Something being prohibited doesn't imply that it is practicably, fully enforceable.

[1]: https://pubmed.ncbi.nlm.nih.gov/36288408/

Btw. Hetzner charges 1.19 €/ TB or so if you exceed the 20 TB you get even with the 4.5 €/ month VM. So obviously, AWS is charging disproportionately compared to what it actually costs to deliver that bandwidth/ traffic. These charges are great at preventing a good deal of piracy probably but they also prevent some startups from offering competitive prices or implement a simpler system.
Here's another one:

You can download 1TB of data for free from AWS each month, as Cloudfront has a free tier [1] with 1TB monthly egress included. Point it to S3 or whatever HTTP server you want and voila.

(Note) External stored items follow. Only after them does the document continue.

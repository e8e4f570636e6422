// Licensed to the Apache Software Foundation (ASF) under one
// or more contributor license agreements.  See the NOTICE file
// distributed with this work for additional information
// regarding copyright ownership.  The ASF licenses this file
// to you under the Apache License, Version 2.0 (the
// "License"); you may not use this file except in compliance
// with the License.  You may obtain a copy of the License at
//
//   http://www.apache.org/licenses/LICENSE-2.0
//
// Unless required by applicable law or agreed to in writing,
// software distributed under the License is distributed on an
// "AS IS" BASIS, WITHOUT WARRANTIES OR CONDITIONS OF ANY
// KIND, either express or implied.  See the License for the
// specific language governing permissions and limitations
// under the License.
//! Column-wise assembly of the joined right-side output.
//!
//! The probe loop records one `(source block, row)` pair per emitted output
//! row; misses record a shared defaults slot instead, which stands in for
//! per-row default insertion. Materialization pulls each added column through
//! a single `interleave` call per column.

use arrow::array::{new_null_array, Array, ArrayRef};
use arrow::compute::interleave;
use arrow::datatypes::Field;

use crate::chunk::{default_array, Chunk};
use crate::join::row_refs::RowRef;

pub(crate) struct AddedColumns<'a> {
    sources: Vec<&'a Chunk>,
    fields: Vec<Field>,
    right_indexes: Vec<usize>,
    indices: Vec<(usize, usize)>,
}

impl<'a> AddedColumns<'a> {
    /// `fields` are the output columns to add; `right_indexes` gives each
    /// one's position inside every source block (all sources share the saved
    /// block schema).
    pub(crate) fn new(
        sources: Vec<&'a Chunk>,
        fields: Vec<Field>,
        right_indexes: Vec<usize>,
        expected_rows: usize,
    ) -> Self {
        debug_assert_eq!(fields.len(), right_indexes.len());
        Self {
            sources,
            fields,
            right_indexes,
            indices: Vec::with_capacity(expected_rows),
        }
    }

    pub(crate) fn num_columns(&self) -> usize {
        self.fields.len()
    }

    pub(crate) fn append_row(&mut self, row_ref: RowRef) {
        self.indices
            .push((row_ref.block as usize, row_ref.row as usize));
    }

    /// Deferred NULL/default row; resolved against the shared defaults slot
    /// at materialization time.
    pub(crate) fn append_default_row(&mut self) {
        self.indices.push((self.sources.len(), 0));
    }

    /// Build the added columns. Missing rows become NULL for nullable output
    /// fields and type defaults otherwise.
    pub(crate) fn materialize(self) -> Result<Vec<(Field, ArrayRef)>, String> {
        let mut out = Vec::with_capacity(self.fields.len());
        for (field, right_index) in self.fields.into_iter().zip(self.right_indexes) {
            let defaults: ArrayRef = if field.is_nullable() {
                new_null_array(field.data_type(), 1)
            } else {
                default_array(field.data_type(), 1)?
            };
            let mut arrays: Vec<&dyn Array> = Vec::with_capacity(self.sources.len() + 1);
            for source in &self.sources {
                let column = source.columns().get(right_index).ok_or_else(|| {
                    format!(
                        "stored join block misses column index {} (columns={})",
                        right_index,
                        source.columns().len()
                    )
                })?;
                if column.data_type() != field.data_type() {
                    return Err(format!(
                        "stored join column type mismatch for {}: stored={} output={}",
                        field.name(),
                        column.data_type(),
                        field.data_type()
                    ));
                }
                arrays.push(column.as_ref());
            }
            arrays.push(defaults.as_ref());
            let column = interleave(&arrays, &self.indices).map_err(|e| e.to_string())?;
            out.push((field, column));
        }
        Ok(out)
    }
}

#[cfg(test)]
mod tests {
    use super::*;
    use arrow::array::{Int32Array, RecordBatch, StringArray};
    use arrow::datatypes::{DataType, Schema};
    use std::sync::Arc;

    fn source_chunk() -> Chunk {
        let schema = Arc::new(Schema::new(vec![
            Field::new("k", DataType::Int32, false),
            Field::new("v", DataType::Utf8, false),
        ]));
        let batch = RecordBatch::try_new(
            schema,
            vec![
                Arc::new(Int32Array::from(vec![1, 2])) as ArrayRef,
                Arc::new(StringArray::from(vec!["a", "b"])) as ArrayRef,
            ],
        )
        .expect("batch");
        Chunk::new(batch)
    }

    #[test]
    fn interleaves_rows_and_lazy_defaults() {
        let source = source_chunk();
        let mut added = AddedColumns::new(
            vec![&source],
            vec![Field::new("v", DataType::Utf8, true)],
            vec![1],
            3,
        );
        added.append_row(RowRef { block: 0, row: 1 });
        added.append_default_row();
        added.append_row(RowRef { block: 0, row: 0 });
        let columns = added.materialize().expect("materialize");
        assert_eq!(columns.len(), 1);
        let v = columns[0]
            .1
            .as_any()
            .downcast_ref::<StringArray>()
            .expect("utf8");
        assert_eq!(v.value(0), "b");
        assert!(v.is_null(1));
        assert_eq!(v.value(2), "a");
    }

    #[test]
    fn non_nullable_misses_become_defaults() {
        let source = source_chunk();
        let mut added = AddedColumns::new(
            vec![&source],
            vec![Field::new("k", DataType::Int32, false)],
            vec![0],
            2,
        );
        added.append_default_row();
        added.append_row(RowRef { block: 0, row: 0 });
        let columns = added.materialize().expect("materialize");
        let k = columns[0]
            .1
            .as_any()
            .downcast_ref::<Int32Array>()
            .expect("i32");
        assert_eq!(k.values(), &[0, 1]);
        assert_eq!(k.null_count(), 0);
    }
}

[1] It used to be 50GB per month for the first 12 months. It was changed to 1TB free forever shortly after Cloudflare posted https://blog.cloudflare.com/aws-egregious-egress

That "shortly" was 2 years, that Cloudflare post had nothing to do with it, Amazon barely considers them a competitor to begin with.
Sigh, I should have quoted both side, here is it: https://aws.amazon.com/blogs/aws/aws-free-tier-data-transfer...

Cloudflare rant was posted in July 2021, new Cloudfront free tier was there Nov 2021. I consider changing pricing like this for AWS in 4 months pretty fast.

Where is your 2 years number comes from?

Nice!

Nitpick: $5 for 2TB is better than $10 for 3TB.

Ooohhh!! It is, indeed!
Nice trick but you are playing with fire due to the AWS' terms.